=== Section Start ===

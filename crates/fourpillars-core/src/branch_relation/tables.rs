//! Literal branch-combination tables.
//!
//! Declaration order is significant: triads, directional triads and
//! punishments are matched first-match-wins in the order listed here.

use serde::Serialize;

use crate::cycle::{Branch, Element};

use Branch::*;

/// Three-branch combination (three harmony or directional triad).
#[derive(Debug, Clone, Copy, PartialEq, Serialize)]
pub struct Triad {
    pub name: &'static str,
    pub branches: [Branch; 3],
    pub element: Element,
    /// Compass direction, directional triads only.
    pub direction: Option<&'static str>,
    pub score: f64,
}

/// Two-branch relation (half combination, six harmony, clash, harm).
#[derive(Debug, Clone, Copy, PartialEq, Serialize)]
pub struct BranchPair {
    pub branches: [Branch; 2],
    pub score: f64,
    /// Element the pair leans towards, if any.
    pub element: Option<Element>,
    /// Transformation label for six harmonies.
    pub transform: Option<&'static str>,
}

impl BranchPair {
    /// Order-insensitive match.
    pub fn matches(&self, a: Branch, b: Branch) -> bool {
        let [x, y] = self.branches;
        (x == a && y == b) || (x == b && y == a)
    }
}

/// A punishment set of two or three branches.
#[derive(Debug, Clone, Copy, PartialEq, Serialize)]
pub struct Punishment {
    pub name: &'static str,
    pub branches: &'static [Branch],
    pub score: f64,
}

/// Multiplier applied to six-harmony and clash findings on the year branches.
pub const YEAR_BRANCH_WEIGHT: f64 = 1.5;

/// Score of a self-punishment.
pub const SELF_PUNISHMENT_SCORE: f64 = -2.0;

/// Branches that punish themselves when they appear twice.
pub static SELF_PUNISHMENT_BRANCHES: [Branch; 4] = [Chen, Wu, You, Hai];

pub static THREE_HARMONIES: [Triad; 4] = [
    Triad { name: "申子辰水局", branches: [Shen, Zi, Chen], element: Element::Water, direction: None, score: 8.0 },
    Triad { name: "亥卯未木局", branches: [Hai, Mao, Wei], element: Element::Wood, direction: None, score: 8.0 },
    Triad { name: "寅午戌火局", branches: [Yin, Wu, Xu], element: Element::Fire, direction: None, score: 8.0 },
    Triad { name: "巳酉丑金局", branches: [Si, You, Chou], element: Element::Metal, direction: None, score: 8.0 },
];

const fn half(a: Branch, b: Branch, element: Element) -> BranchPair {
    BranchPair { branches: [a, b], score: 4.0, element: Some(element), transform: None }
}

/// Two-branch subsets of [`THREE_HARMONIES`], two per triad in triad order.
pub static HALF_COMBINATIONS: [BranchPair; 8] = [
    half(Shen, Zi, Element::Water),
    half(Zi, Chen, Element::Water),
    half(Hai, Mao, Element::Wood),
    half(Mao, Wei, Element::Wood),
    half(Yin, Wu, Element::Fire),
    half(Wu, Xu, Element::Fire),
    half(Si, You, Element::Metal),
    half(You, Chou, Element::Metal),
];

pub static DIRECTIONAL_TRIADS: [Triad; 4] = [
    Triad { name: "東方木局", branches: [Yin, Mao, Chen], element: Element::Wood, direction: Some("east"), score: 6.0 },
    Triad { name: "南方火局", branches: [Si, Wu, Wei], element: Element::Fire, direction: Some("south"), score: 6.0 },
    Triad { name: "西方金局", branches: [Shen, You, Xu], element: Element::Metal, direction: Some("west"), score: 6.0 },
    Triad { name: "北方水局", branches: [Hai, Zi, Chou], element: Element::Water, direction: Some("north"), score: 6.0 },
];

const fn harmony(a: Branch, b: Branch, transform: &'static str) -> BranchPair {
    BranchPair { branches: [a, b], score: 3.0, element: None, transform: Some(transform) }
}

pub static SIX_HARMONIES: [BranchPair; 6] = [
    harmony(Zi, Chou, "earth"),
    harmony(Yin, Hai, "wood"),
    harmony(Mao, Xu, "fire"),
    harmony(Chen, You, "metal"),
    harmony(Si, Shen, "water"),
    harmony(Wu, Wei, "fire/earth"),
];

const fn opposing(a: Branch, b: Branch, score: f64) -> BranchPair {
    BranchPair { branches: [a, b], score, element: None, transform: None }
}

pub static CLASHES: [BranchPair; 6] = [
    opposing(Zi, Wu, -5.0),
    opposing(Chou, Wei, -5.0),
    opposing(Yin, Shen, -5.0),
    opposing(Mao, You, -5.0),
    opposing(Chen, Xu, -5.0),
    opposing(Si, Hai, -5.0),
];

pub static HARMS: [BranchPair; 6] = [
    opposing(Zi, Wei, -3.0),
    opposing(Chou, Wu, -3.0),
    opposing(Yin, Si, -3.0),
    opposing(Mao, Chen, -3.0),
    opposing(Shen, Hai, -3.0),
    opposing(You, Xu, -3.0),
];

pub static TRIPLE_PUNISHMENTS: [Punishment; 2] = [
    Punishment { name: "無恩之刑", branches: &[Yin, Si, Shen], score: -4.0 },
    Punishment { name: "持勢之刑", branches: &[Chou, Xu, Wei], score: -4.0 },
];

pub static PAIR_PUNISHMENTS: [Punishment; 1] = [
    Punishment { name: "無礼之刑", branches: &[Zi, Mao], score: -4.0 },
];

/// Index into [`THREE_HARMONIES`] of the triad a half combination belongs to.
pub fn parent_triad(pair: &BranchPair) -> Option<usize> {
    THREE_HARMONIES
        .iter()
        .position(|t| pair.branches.iter().all(|b| t.branches.contains(b)))
}

#[cfg(test)]
mod tests {
    use super::*;

    #[test]
    fn test_half_combinations_belong_to_triads() {
        for (i, pair) in HALF_COMBINATIONS.iter().enumerate() {
            let parent = parent_triad(pair).expect("half combination outside any triad");
            assert_eq!(parent, i / 2);
            assert_eq!(pair.element, Some(THREE_HARMONIES[parent].element));
        }
    }

    #[test]
    fn test_clashes_are_opposite_branches() {
        for pair in &CLASHES {
            let [a, b] = pair.branches;
            assert_eq!(a.offset(6), b);
        }
    }

    #[test]
    fn test_pair_matching_is_order_insensitive() {
        assert!(CLASHES[0].matches(Zi, Wu));
        assert!(CLASHES[0].matches(Wu, Zi));
        assert!(!CLASHES[0].matches(Zi, Zi));
    }
}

=== Section End ===

DIRECTIONS:
Take from the material above every line that includes the word "tables".

TASK ANSWER:
filename crates/fourpillars-core/src/branch_relation/tables.rs
//! Literal branch-combination tables.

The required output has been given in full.